DATASET RECORDS →
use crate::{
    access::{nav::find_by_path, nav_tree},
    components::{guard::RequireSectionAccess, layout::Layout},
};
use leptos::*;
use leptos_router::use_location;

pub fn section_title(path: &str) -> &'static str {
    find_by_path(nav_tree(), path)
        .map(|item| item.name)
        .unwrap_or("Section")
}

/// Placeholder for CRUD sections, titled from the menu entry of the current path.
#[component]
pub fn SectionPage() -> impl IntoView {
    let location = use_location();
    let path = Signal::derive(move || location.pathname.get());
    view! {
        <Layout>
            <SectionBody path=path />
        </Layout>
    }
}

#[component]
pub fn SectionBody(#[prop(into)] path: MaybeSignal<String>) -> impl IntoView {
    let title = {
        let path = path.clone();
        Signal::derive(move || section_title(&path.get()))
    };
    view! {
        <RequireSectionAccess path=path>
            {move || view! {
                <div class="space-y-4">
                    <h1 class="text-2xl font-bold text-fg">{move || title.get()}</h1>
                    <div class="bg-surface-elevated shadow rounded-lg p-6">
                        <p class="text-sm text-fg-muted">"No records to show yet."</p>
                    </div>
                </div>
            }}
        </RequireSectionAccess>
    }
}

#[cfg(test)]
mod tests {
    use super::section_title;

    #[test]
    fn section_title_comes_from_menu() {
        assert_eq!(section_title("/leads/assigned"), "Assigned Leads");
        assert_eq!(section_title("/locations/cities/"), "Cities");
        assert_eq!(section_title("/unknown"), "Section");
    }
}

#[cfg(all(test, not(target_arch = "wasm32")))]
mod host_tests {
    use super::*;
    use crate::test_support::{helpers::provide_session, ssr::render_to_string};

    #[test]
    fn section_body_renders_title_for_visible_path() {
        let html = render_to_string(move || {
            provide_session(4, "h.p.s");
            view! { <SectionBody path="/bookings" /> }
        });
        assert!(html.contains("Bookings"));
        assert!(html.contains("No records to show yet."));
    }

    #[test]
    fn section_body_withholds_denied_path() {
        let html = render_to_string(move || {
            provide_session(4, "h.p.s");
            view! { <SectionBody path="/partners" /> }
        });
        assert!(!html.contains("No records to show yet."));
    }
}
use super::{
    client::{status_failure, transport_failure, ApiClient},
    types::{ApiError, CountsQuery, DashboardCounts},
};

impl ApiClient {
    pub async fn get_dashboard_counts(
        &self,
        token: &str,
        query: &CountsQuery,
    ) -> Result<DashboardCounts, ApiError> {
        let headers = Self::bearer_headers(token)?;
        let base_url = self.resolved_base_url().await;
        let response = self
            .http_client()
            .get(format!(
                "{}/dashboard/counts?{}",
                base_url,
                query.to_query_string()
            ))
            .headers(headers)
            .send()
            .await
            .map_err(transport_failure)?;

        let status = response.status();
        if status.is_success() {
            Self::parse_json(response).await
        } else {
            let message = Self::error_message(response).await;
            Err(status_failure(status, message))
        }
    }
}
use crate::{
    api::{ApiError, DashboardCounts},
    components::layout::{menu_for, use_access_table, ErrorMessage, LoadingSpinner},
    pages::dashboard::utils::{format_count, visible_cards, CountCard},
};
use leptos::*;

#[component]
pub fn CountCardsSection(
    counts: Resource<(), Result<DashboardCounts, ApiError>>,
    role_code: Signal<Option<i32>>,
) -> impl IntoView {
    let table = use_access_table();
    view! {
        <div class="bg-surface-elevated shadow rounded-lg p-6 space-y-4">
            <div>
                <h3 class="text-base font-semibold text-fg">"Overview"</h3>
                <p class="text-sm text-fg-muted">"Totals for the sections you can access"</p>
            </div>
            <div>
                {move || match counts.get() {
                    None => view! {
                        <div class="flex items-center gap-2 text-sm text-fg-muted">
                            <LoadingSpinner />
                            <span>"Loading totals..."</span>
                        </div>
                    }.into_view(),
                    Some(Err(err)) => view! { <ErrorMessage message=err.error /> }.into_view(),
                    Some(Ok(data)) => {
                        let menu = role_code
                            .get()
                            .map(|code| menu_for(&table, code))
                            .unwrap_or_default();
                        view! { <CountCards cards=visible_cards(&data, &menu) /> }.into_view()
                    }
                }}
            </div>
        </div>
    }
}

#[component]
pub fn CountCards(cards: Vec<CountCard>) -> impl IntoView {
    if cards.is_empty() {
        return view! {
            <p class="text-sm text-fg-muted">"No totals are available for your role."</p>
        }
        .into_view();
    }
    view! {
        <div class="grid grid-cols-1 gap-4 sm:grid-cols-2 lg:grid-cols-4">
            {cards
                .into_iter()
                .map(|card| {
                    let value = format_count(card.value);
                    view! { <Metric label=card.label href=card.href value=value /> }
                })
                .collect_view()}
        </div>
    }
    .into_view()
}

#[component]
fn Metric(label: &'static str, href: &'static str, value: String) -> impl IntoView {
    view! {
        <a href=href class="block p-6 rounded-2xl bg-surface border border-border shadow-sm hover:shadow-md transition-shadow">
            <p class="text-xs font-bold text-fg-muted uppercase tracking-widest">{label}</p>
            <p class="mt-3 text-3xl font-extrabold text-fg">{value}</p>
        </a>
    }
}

PROBLEM STATEMENT → Copy out every line in the listing where the word "font" appears.

YOUR RESPONSE →
                    <h1 class="text-2xl font-bold text-fg">{move || title.get()}</h1>
                <h3 class="text-base font-semibold text-fg">"Overview"</h3>
            <p class="text-xs font-bold text-fg-muted uppercase tracking-widest">{label}</p>
            <p class="mt-3 text-3xl font-extrabold text-fg">{value}</p>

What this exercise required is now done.